§ **DATA PROVIDED**:
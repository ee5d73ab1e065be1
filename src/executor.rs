//! Frame executor: runs a [`Schedule`] phase by phase, invoking each
//! enabled system's `on_before_update` / `update` / `on_after_update` hook
//! sequence, then flushes the world's command buffers once per tick.

use rustc_hash::FxHashMap;
use std::collections::HashSet;

use crate::error::Result;
use crate::schedule::Schedule;
use crate::system::{BoxedSystem, Phase, SystemId};
use crate::World;

#[cfg(feature = "profiling")]
use tracing::{debug, trace};

/// Per-system timing summary collected by [`SystemProfiler`].
#[derive(Debug, Clone)]
pub struct SystemStats {
    pub min: std::time::Duration,
    pub max: std::time::Duration,
    pub avg: std::time::Duration,
    pub call_count: u64,
}

/// Per-system execution timing.
#[derive(Default)]
pub struct SystemProfiler {
    timings: FxHashMap<SystemId, Vec<std::time::Duration>>,
    call_counts: FxHashMap<SystemId, u64>,
}

impl SystemProfiler {
    pub fn new() -> Self {
        Self::default()
    }

    pub fn record_execution(&mut self, id: SystemId, duration: std::time::Duration) {
        self.timings.entry(id).or_default().push(duration);
        *self.call_counts.entry(id).or_insert(0) += 1;
    }

    pub fn get_stats(&self, id: SystemId) -> Option<SystemStats> {
        let timings = self.timings.get(&id)?;
        if timings.is_empty() {
            return None;
        }
        let min = *timings.iter().min().unwrap();
        let max = *timings.iter().max().unwrap();
        let avg = timings.iter().sum::<std::time::Duration>() / timings.len() as u32;
        Some(SystemStats {
            min,
            max,
            avg,
            call_count: *self.call_counts.get(&id).unwrap_or(&0),
        })
    }

    pub fn clear(&mut self) {
        self.timings.clear();
        self.call_counts.clear();
    }
}

/// Drives a [`Schedule`] across ticks.
pub struct Executor {
    pub schedule: Schedule,
    pub profiler: SystemProfiler,
}

fn disjoint_refs<'a>(systems: &'a mut [BoxedSystem], ids: &[SystemId]) -> Vec<&'a mut BoxedSystem> {
    let wanted: HashSet<SystemId> = ids.iter().copied().collect();
    systems
        .iter_mut()
        .enumerate()
        .filter(|(i, _)| wanted.contains(&SystemId(*i as u32)))
        .map(|(_, s)| s)
        .collect()
}

fn run_one(system: &mut BoxedSystem, world: &World, dt: f32) -> Result<()> {
    #[cfg(feature = "profiling")]
    let start = std::time::Instant::now();
    system.on_before_update(world, dt)?;
    system.update(world, dt)?;
    system.on_after_update(world, dt)?;
    #[cfg(feature = "profiling")]
    trace!(system = system.name(), elapsed = ?start.elapsed(), "system ran");
    Ok(())
}

impl Executor {
    pub fn new(schedule: Schedule) -> Self {
        Self {
            schedule,
            profiler: SystemProfiler::new(),
        }
    }

    /// Run every phase, in phase order, once.
    pub fn execute_frame(&mut self, world: &mut World, dt: f32) -> Result<()> {
        self.schedule.ensure_built()?;
        for phase in Phase::ORDER {
            self.run_phase(phase, world, dt)?;
        }
        world.flush_commands()?;
        Ok(())
    }

    /// Run only `FixedUpdate`-phase systems.
    pub fn fixed_update(&mut self, world: &mut World, dt: f32) -> Result<()> {
        self.schedule.ensure_built()?;
        self.run_phase(Phase::FixedUpdate, world, dt)?;
        world.flush_commands()?;
        Ok(())
    }

    fn run_phase(&mut self, phase: Phase, world: &World, dt: f32) -> Result<()> {
        let order: Vec<SystemId> = self.schedule.phase_run_order(phase).to_vec();
        if order.is_empty() {
            return Ok(());
        }
        let enabled: HashSet<SystemId> = order
            .into_iter()
            .filter(|id| self.schedule.is_enabled(*id))
            .collect();

        #[cfg(feature = "profiling")]
        debug!(phase = phase.name(), systems = enabled.len(), "running phase");

        let stage_plan: Vec<(Phase, Vec<SystemId>)> = self
            .schedule
            .stage_plan()
            .iter()
            .map(|(p, s)| (*p, s.systems.clone()))
            .collect();

        for (phase_tag, stage_systems) in stage_plan {
            if phase_tag != phase {
                continue;
            }
            let ids: Vec<SystemId> = stage_systems
                .into_iter()
                .filter(|id| enabled.contains(id))
                .collect();
            if ids.is_empty() {
                continue;
            }

            let mut refs = disjoint_refs(&mut self.schedule.systems, &ids);

            #[cfg(feature = "parallel")]
            {
                use rayon::prelude::*;
                refs.par_iter_mut()
                    .try_for_each(|sys| run_one(sys, world, dt))?;
            }
            #[cfg(not(feature = "parallel"))]
            {
                for sys in refs.iter_mut() {
                    run_one(sys, world, dt)?;
                }
            }
        }
        Ok(())
    }
}

#[cfg(test)]
mod tests {
    use super::*;
    use crate::error::Result as EcsResult;
    use crate::system::{System, SystemAccess};
    use std::sync::atomic::{AtomicUsize, Ordering};
    use std::sync::Arc;

    struct CountingSystem {
        name: &'static str,
        count: Arc<AtomicUsize>,
    }

    impl System for CountingSystem {
        fn access(&self) -> SystemAccess {
            SystemAccess::empty()
        }
        fn name(&self) -> &'static str {
            self.name
        }
        fn update(&mut self, _world: &World, _dt: f32) -> EcsResult<()> {
            self.count.fetch_add(1, Ordering::SeqCst);
            Ok(())
        }
        fn as_any(&self) -> &dyn std::any::Any {
            self
        }
        fn as_any_mut(&mut self) -> &mut dyn std::any::Any {
            self
        }
    }

    #[test]
    fn execute_frame_runs_every_enabled_system_once() {
        let count = Arc::new(AtomicUsize::new(0));
        let schedule = Schedule::new().with_system(Box::new(CountingSystem {
            name: "counter",
            count: count.clone(),
        }));
        let mut executor = Executor::new(schedule);
        let mut world = World::new();
        executor.execute_frame(&mut world, 1.0 / 60.0).unwrap();
        assert_eq!(count.load(Ordering::SeqCst), 1);
    }

    #[test]
    fn disabled_system_is_skipped() {
        let count = Arc::new(AtomicUsize::new(0));
        let mut schedule = Schedule::new();
        schedule.add_system(Box::new(CountingSystem {
            name: "counter",
            count: count.clone(),
        }));
        schedule.ensure_built().unwrap();
        let world = World::new();
        schedule.set_enabled("counter", false, &world);
        let mut executor = Executor::new(schedule);
        let mut world = world;
        executor.execute_frame(&mut world, 1.0 / 60.0).unwrap();
        assert_eq!(count.load(Ordering::SeqCst), 0);
    }
}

§ **DIRECTIONS FOR THIS TASK**:
Reproduce the material while keeping each line exactly as it was written.

§ **YOUR SOLUTION**:
repository ee5d73ab1e065be1
filename src/executor.rs
//! Frame executor: runs a [`Schedule`] phase by phase, invoking each
//! enabled system's `on_before_update` / `update` / `on_after_update` hook
//! sequence, then flushes the world's command buffers once per tick.

use rustc_hash::FxHashMap;
use std::collections::HashSet;

use crate::error::Result;
use crate::schedule::Schedule;
use crate::system::{BoxedSystem, Phase, SystemId};
use crate::World;

#[cfg(feature = "profiling")]
use tracing::{debug, trace};

/// Per-system timing summary collected by [`SystemProfiler`].
#[derive(Debug, Clone)]
pub struct SystemStats {
    pub min: std::time::Duration,
    pub max: std::time::Duration,
    pub avg: std::time::Duration,
    pub call_count: u64,
}

/// Per-system execution timing.
#[derive(Default)]
pub struct SystemProfiler {
    timings: FxHashMap<SystemId, Vec<std::time::Duration>>,
    call_counts: FxHashMap<SystemId, u64>,
}

impl SystemProfiler {
    pub fn new() -> Self {
        Self::default()
    }

    pub fn record_execution(&mut self, id: SystemId, duration: std::time::Duration) {
        self.timings.entry(id).or_default().push(duration);
        *self.call_counts.entry(id).or_insert(0) += 1;
    }

    pub fn get_stats(&self, id: SystemId) -> Option<SystemStats> {
        let timings = self.timings.get(&id)?;
        if timings.is_empty() {
            return None;
        }
        let min = *timings.iter().min().unwrap();
        let max = *timings.iter().max().unwrap();
        let avg = timings.iter().sum::<std::time::Duration>() / timings.len() as u32;
        Some(SystemStats {
            min,
            max,
            avg,
            call_count: *self.call_counts.get(&id).unwrap_or(&0),
        })
    }

    pub fn clear(&mut self) {
        self.timings.clear();
        self.call_counts.clear();
    }
}

/// Drives a [`Schedule`] across ticks.
pub struct Executor {
    pub schedule: Schedule,
    pub profiler: SystemProfiler,
}

fn disjoint_refs<'a>(systems: &'a mut [BoxedSystem], ids: &[SystemId]) -> Vec<&'a mut BoxedSystem> {
    let wanted: HashSet<SystemId> = ids.iter().copied().collect();
    systems
        .iter_mut()
        .enumerate()
        .filter(|(i, _)| wanted.contains(&SystemId(*i as u32)))
        .map(|(_, s)| s)
        .collect()
}

fn run_one(system: &mut BoxedSystem, world: &World, dt: f32) -> Result<()> {
    #[cfg(feature = "profiling")]
    let start = std::time::Instant::now();
    system.on_before_update(world, dt)?;
    system.update(world, dt)?;
    system.on_after_update(world, dt)?;
    #[cfg(feature = "profiling")]
    trace!(system = system.name(), elapsed = ?start.elapsed(), "system ran");
    Ok(())
}

impl Executor {
    pub fn new(schedule: Schedule) -> Self {
        Self {
            schedule,
            profiler: SystemProfiler::new(),
        }
    }

    /// Run every phase, in phase order, once.
    pub fn execute_frame(&mut self, world: &mut World, dt: f32) -> Result<()> {
        self.schedule.ensure_built()?;
        for phase in Phase::ORDER {
            self.run_phase(phase, world, dt)?;
        }
        world.flush_commands()?;
        Ok(())
    }

    /// Run only `FixedUpdate`-phase systems.
    pub fn fixed_update(&mut self, world: &mut World, dt: f32) -> Result<()> {
        self.schedule.ensure_built()?;
        self.run_phase(Phase::FixedUpdate, world, dt)?;
        world.flush_commands()?;
        Ok(())
    }

    fn run_phase(&mut self, phase: Phase, world: &World, dt: f32) -> Result<()> {
        let order: Vec<SystemId> = self.schedule.phase_run_order(phase).to_vec();
        if order.is_empty() {
            return Ok(());
        }
        let enabled: HashSet<SystemId> = order
            .into_iter()
            .filter(|id| self.schedule.is_enabled(*id))
            .collect();

        #[cfg(feature = "profiling")]
        debug!(phase = phase.name(), systems = enabled.len(), "running phase");

        let stage_plan: Vec<(Phase, Vec<SystemId>)> = self
            .schedule
            .stage_plan()
            .iter()
            .map(|(p, s)| (*p, s.systems.clone()))
            .collect();

        for (phase_tag, stage_systems) in stage_plan {
            if phase_tag != phase {
                continue;
            }
            let ids: Vec<SystemId> = stage_systems
                .into_iter()
                .filter(|id| enabled.contains(id))
                .collect();
            if ids.is_empty() {
                continue;
            }

            let mut refs = disjoint_refs(&mut self.schedule.systems, &ids);

            #[cfg(feature = "parallel")]
            {
                use rayon::prelude::*;
                refs.par_iter_mut()
                    .try_for_each(|sys| run_one(sys, world, dt))?;
            }
            #[cfg(not(feature = "parallel"))]
            {
                for sys in refs.iter_mut() {
                    run_one(sys, world, dt)?;
                }
            }
        }
        Ok(())
    }
}

#[cfg(test)]
mod tests {
    use super::*;
    use crate::error::Result as EcsResult;
    use crate::system::{System, SystemAccess};
    use std::sync::atomic::{AtomicUsize, Ordering};
    use std::sync::Arc;

    struct CountingSystem {
        name: &'static str,
        count: Arc<AtomicUsize>,
    }

    impl System for CountingSystem {
        fn access(&self) -> SystemAccess {
            SystemAccess::empty()
        }
        fn name(&self) -> &'static str {
            self.name
        }
        fn update(&mut self, _world: &World, _dt: f32) -> EcsResult<()> {
            self.count.fetch_add(1, Ordering::SeqCst);
            Ok(())
        }
        fn as_any(&self) -> &dyn std::any::Any {
            self
        }
        fn as_any_mut(&mut self) -> &mut dyn std::any::Any {
            self
        }
    }

    #[test]
    fn execute_frame_runs_every_enabled_system_once() {
        let count = Arc::new(AtomicUsize::new(0));
        let schedule = Schedule::new().with_system(Box::new(CountingSystem {
            name: "counter",
            count: count.clone(),
        }));
        let mut executor = Executor::new(schedule);
        let mut world = World::new();
        executor.execute_frame(&mut world, 1.0 / 60.0).unwrap();
        assert_eq!(count.load(Ordering::SeqCst), 1);
    }

    #[test]
    fn disabled_system_is_skipped() {
        let count = Arc::new(AtomicUsize::new(0));
        let mut schedule = Schedule::new();
        schedule.add_system(Box::new(CountingSystem {
            name: "counter",
            count: count.clone(),
        }));
        schedule.ensure_built().unwrap();
        let world = World::new();
        schedule.set_enabled("counter", false, &world);
        let mut executor = Executor::new(schedule);
        let mut world = world;
        executor.execute_frame(&mut world, 1.0 / 60.0).unwrap();
        assert_eq!(count.load(Ordering::SeqCst), 0);
    }
}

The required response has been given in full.